START EXTRACTED DATA

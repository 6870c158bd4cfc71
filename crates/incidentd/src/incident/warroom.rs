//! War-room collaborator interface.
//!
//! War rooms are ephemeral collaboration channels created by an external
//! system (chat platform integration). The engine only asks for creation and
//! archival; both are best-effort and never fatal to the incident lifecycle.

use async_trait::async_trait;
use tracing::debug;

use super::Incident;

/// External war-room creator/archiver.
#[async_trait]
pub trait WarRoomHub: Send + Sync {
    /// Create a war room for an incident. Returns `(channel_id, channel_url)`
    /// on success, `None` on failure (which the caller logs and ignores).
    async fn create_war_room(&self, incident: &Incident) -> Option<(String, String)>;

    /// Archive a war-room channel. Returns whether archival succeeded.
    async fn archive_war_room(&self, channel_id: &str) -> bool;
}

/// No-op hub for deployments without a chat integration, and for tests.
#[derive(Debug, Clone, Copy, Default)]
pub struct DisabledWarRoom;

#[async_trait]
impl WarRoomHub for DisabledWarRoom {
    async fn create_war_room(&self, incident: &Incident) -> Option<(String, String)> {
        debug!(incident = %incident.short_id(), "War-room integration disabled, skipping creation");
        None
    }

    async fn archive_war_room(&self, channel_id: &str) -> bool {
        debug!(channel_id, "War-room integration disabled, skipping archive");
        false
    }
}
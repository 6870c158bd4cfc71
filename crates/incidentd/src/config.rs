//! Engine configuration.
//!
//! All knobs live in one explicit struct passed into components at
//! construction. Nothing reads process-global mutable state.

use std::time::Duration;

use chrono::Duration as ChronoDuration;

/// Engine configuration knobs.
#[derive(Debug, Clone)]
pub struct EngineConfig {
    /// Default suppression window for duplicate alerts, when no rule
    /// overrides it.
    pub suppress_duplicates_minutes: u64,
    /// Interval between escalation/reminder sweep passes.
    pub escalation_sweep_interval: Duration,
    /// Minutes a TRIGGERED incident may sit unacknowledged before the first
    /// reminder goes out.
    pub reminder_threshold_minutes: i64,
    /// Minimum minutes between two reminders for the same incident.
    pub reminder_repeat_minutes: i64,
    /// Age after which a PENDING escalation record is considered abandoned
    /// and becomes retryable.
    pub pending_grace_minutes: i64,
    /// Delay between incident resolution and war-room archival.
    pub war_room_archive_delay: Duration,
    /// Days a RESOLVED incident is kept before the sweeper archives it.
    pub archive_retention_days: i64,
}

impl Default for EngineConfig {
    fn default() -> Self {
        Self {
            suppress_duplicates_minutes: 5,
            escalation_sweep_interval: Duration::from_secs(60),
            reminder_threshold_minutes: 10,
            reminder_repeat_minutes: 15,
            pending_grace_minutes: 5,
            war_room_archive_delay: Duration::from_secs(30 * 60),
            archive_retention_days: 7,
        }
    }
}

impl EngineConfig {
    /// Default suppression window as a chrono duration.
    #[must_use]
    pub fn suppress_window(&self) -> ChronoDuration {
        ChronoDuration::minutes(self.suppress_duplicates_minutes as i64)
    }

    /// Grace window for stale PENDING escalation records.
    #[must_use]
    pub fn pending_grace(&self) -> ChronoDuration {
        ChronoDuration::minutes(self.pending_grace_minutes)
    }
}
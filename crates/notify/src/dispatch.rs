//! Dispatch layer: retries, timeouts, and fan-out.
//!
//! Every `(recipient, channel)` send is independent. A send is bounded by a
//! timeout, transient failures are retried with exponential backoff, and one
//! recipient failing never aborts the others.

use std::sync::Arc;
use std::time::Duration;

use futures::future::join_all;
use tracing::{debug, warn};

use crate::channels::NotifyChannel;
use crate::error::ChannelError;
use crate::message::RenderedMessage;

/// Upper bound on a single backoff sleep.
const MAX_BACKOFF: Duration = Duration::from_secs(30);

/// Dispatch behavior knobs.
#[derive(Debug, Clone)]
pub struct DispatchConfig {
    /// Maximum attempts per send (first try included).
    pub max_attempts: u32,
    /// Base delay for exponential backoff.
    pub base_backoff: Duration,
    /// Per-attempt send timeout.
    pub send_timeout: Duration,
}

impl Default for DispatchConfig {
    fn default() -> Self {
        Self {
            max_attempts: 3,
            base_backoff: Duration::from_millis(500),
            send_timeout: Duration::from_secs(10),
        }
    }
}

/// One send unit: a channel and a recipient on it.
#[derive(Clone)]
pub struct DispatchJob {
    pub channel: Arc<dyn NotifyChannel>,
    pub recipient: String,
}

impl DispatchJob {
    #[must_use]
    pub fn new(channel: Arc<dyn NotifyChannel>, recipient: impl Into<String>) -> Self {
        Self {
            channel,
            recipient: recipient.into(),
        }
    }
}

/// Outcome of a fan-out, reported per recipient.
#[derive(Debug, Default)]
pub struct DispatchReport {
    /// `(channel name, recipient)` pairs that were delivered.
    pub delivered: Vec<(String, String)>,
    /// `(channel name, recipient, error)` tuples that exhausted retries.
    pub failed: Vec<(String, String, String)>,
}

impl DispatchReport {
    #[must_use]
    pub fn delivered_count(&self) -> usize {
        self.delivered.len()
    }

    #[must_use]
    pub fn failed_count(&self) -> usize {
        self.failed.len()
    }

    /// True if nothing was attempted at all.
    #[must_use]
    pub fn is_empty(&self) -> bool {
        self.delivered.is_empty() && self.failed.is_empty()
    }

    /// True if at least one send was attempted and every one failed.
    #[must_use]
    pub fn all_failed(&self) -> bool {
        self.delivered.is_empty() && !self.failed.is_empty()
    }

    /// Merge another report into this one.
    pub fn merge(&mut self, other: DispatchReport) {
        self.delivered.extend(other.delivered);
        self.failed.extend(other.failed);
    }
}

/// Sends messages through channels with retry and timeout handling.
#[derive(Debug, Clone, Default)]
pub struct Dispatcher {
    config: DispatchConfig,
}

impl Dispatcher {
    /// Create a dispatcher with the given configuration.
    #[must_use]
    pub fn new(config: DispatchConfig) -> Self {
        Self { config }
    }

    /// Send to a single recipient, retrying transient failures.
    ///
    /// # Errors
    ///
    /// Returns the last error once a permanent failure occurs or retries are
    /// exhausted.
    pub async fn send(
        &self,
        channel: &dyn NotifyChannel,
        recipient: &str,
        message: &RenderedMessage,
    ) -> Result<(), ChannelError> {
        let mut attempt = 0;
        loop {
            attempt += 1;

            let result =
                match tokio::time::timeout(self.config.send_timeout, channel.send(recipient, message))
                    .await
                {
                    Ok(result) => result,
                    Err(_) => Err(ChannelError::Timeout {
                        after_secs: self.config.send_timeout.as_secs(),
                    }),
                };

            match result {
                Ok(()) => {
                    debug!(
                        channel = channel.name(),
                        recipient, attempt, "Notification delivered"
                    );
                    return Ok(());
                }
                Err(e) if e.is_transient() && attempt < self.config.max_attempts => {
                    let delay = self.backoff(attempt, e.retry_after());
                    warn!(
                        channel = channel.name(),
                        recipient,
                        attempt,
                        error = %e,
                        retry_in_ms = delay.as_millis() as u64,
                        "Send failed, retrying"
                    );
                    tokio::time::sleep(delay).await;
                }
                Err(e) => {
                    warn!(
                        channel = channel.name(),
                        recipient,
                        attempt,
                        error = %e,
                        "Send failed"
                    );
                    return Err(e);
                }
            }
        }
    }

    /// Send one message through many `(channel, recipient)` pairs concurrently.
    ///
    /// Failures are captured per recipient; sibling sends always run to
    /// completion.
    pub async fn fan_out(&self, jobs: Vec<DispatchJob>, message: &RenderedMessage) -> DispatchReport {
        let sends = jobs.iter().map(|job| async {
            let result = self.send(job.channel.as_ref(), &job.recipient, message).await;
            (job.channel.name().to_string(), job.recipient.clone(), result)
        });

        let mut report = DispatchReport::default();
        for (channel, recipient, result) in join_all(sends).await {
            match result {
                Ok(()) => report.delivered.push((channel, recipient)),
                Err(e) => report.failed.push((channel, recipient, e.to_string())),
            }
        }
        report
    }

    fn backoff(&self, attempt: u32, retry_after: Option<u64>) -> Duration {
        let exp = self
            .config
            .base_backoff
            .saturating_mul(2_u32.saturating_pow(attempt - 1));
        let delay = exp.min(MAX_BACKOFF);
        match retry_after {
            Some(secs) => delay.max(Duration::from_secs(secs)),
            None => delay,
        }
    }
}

END EXTRACTED DATA
START EXTRACTED DATA

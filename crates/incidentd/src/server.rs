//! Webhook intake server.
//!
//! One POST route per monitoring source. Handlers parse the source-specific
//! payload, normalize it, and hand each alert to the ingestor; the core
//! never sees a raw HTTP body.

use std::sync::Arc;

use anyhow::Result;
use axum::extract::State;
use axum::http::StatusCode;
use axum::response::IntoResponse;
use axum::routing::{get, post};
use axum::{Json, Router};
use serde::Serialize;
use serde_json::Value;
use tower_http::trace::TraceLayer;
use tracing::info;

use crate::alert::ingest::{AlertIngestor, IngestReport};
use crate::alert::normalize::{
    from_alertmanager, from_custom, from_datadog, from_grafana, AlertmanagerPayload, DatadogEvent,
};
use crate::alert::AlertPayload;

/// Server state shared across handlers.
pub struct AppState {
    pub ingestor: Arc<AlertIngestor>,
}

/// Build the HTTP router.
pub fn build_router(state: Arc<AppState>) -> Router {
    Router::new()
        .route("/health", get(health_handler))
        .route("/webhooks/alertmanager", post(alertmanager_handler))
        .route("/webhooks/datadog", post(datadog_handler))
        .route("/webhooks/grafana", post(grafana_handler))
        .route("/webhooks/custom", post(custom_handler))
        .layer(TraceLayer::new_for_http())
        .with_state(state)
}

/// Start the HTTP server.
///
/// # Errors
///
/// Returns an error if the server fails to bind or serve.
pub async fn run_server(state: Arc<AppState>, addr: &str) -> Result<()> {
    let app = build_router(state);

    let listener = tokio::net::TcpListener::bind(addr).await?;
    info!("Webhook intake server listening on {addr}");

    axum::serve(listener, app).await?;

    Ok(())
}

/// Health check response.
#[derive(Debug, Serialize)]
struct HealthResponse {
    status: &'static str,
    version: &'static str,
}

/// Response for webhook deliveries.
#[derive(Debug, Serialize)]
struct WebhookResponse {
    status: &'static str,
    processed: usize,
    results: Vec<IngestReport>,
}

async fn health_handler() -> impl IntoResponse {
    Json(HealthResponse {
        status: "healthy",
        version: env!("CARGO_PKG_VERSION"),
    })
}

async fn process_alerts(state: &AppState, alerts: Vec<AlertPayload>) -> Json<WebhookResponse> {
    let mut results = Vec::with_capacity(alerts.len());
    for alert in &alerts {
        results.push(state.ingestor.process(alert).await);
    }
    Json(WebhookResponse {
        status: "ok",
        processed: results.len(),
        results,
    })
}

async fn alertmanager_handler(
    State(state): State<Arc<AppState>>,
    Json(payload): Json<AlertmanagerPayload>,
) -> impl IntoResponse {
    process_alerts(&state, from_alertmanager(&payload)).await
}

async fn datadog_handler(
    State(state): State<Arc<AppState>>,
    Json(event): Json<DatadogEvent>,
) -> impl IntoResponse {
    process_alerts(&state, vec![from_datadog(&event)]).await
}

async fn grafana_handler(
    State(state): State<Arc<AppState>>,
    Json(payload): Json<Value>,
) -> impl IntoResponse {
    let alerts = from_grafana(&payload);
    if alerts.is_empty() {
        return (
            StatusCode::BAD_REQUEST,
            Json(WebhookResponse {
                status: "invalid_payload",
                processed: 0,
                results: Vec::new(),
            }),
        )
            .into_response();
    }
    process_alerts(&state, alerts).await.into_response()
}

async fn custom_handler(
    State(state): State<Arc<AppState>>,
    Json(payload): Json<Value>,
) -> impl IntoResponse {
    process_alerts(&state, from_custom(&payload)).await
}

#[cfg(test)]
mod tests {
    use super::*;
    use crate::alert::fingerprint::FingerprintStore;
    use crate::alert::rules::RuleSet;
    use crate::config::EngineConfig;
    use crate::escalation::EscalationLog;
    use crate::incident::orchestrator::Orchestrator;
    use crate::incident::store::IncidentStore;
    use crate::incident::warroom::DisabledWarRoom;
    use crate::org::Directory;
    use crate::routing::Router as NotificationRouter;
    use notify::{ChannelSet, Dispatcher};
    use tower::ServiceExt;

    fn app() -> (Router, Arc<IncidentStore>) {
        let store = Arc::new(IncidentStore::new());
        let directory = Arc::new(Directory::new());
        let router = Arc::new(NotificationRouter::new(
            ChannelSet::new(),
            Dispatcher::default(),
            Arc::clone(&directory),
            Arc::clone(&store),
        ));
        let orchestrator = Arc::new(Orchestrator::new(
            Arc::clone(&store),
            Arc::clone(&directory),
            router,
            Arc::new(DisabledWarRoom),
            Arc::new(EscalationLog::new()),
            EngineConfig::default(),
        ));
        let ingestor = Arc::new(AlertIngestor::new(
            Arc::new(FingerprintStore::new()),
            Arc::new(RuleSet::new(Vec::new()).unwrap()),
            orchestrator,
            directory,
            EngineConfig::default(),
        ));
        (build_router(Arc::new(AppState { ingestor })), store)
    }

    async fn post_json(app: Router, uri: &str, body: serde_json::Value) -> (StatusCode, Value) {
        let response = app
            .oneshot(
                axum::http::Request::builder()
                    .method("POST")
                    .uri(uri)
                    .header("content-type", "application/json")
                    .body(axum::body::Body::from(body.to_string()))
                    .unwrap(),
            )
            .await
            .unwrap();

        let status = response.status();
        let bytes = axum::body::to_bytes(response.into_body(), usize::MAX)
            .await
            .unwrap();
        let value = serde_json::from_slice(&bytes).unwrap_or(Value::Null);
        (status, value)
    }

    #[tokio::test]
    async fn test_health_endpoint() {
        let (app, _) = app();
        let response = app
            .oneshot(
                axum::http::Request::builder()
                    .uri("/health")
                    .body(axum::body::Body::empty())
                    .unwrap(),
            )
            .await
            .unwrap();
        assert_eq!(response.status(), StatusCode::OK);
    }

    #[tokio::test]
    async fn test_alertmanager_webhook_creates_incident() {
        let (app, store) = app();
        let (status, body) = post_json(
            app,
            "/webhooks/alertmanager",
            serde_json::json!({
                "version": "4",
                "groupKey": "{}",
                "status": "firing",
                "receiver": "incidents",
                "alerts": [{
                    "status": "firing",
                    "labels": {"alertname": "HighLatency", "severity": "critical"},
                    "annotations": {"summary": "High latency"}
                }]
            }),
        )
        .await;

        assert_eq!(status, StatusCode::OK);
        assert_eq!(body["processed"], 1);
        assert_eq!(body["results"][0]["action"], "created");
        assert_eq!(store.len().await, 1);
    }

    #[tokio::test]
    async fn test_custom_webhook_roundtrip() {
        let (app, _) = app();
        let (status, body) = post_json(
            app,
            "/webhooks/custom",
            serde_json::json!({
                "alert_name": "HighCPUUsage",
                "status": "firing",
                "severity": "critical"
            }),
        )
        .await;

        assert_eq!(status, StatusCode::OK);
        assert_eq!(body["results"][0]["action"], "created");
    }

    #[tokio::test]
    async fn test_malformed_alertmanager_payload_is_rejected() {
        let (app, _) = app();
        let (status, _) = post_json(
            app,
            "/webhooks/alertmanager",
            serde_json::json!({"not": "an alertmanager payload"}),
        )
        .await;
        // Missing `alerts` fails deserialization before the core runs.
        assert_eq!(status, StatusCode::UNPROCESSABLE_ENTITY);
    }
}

END EXTRACTED DATA
START EXTRACTED DATA

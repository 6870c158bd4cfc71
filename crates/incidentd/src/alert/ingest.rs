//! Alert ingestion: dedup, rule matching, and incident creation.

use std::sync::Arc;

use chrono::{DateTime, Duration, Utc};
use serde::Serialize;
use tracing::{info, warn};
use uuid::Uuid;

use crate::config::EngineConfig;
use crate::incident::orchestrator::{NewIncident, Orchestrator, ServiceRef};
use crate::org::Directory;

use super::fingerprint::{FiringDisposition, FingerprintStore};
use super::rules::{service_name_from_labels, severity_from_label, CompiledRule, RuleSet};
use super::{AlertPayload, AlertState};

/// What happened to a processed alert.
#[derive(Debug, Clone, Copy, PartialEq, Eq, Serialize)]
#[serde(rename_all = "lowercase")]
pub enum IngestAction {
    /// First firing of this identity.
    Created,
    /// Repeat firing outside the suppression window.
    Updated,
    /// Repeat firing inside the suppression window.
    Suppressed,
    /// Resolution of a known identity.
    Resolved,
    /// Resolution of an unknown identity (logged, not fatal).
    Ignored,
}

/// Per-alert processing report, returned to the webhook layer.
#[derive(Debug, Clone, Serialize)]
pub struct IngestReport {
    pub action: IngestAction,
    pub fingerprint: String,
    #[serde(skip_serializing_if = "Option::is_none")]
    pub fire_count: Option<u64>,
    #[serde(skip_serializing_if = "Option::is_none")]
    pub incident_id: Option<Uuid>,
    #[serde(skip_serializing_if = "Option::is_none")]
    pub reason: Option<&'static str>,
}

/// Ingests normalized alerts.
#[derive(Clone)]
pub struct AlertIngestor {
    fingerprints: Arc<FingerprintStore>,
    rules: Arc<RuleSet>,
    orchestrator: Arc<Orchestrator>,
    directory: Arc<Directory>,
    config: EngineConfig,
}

END EXTRACTED DATA

# EXERCISE OBJECTIVE:
Only the lines above from the line with "pub struct DispatchConfig" to the line with "recipient on it.", those two lines included, should be reproduced exactly.

# THE ANSWER:
pub struct DispatchConfig {
    /// Maximum attempts per send (first try included).
    pub max_attempts: u32,
    /// Base delay for exponential backoff.
    pub base_backoff: Duration,
    /// Per-attempt send timeout.
    pub send_timeout: Duration,
}

impl Default for DispatchConfig {
    fn default() -> Self {
        Self {
            max_attempts: 3,
            base_backoff: Duration::from_millis(500),
            send_timeout: Duration::from_secs(10),
        }
    }
}

/// One send unit: a channel and a recipient on it.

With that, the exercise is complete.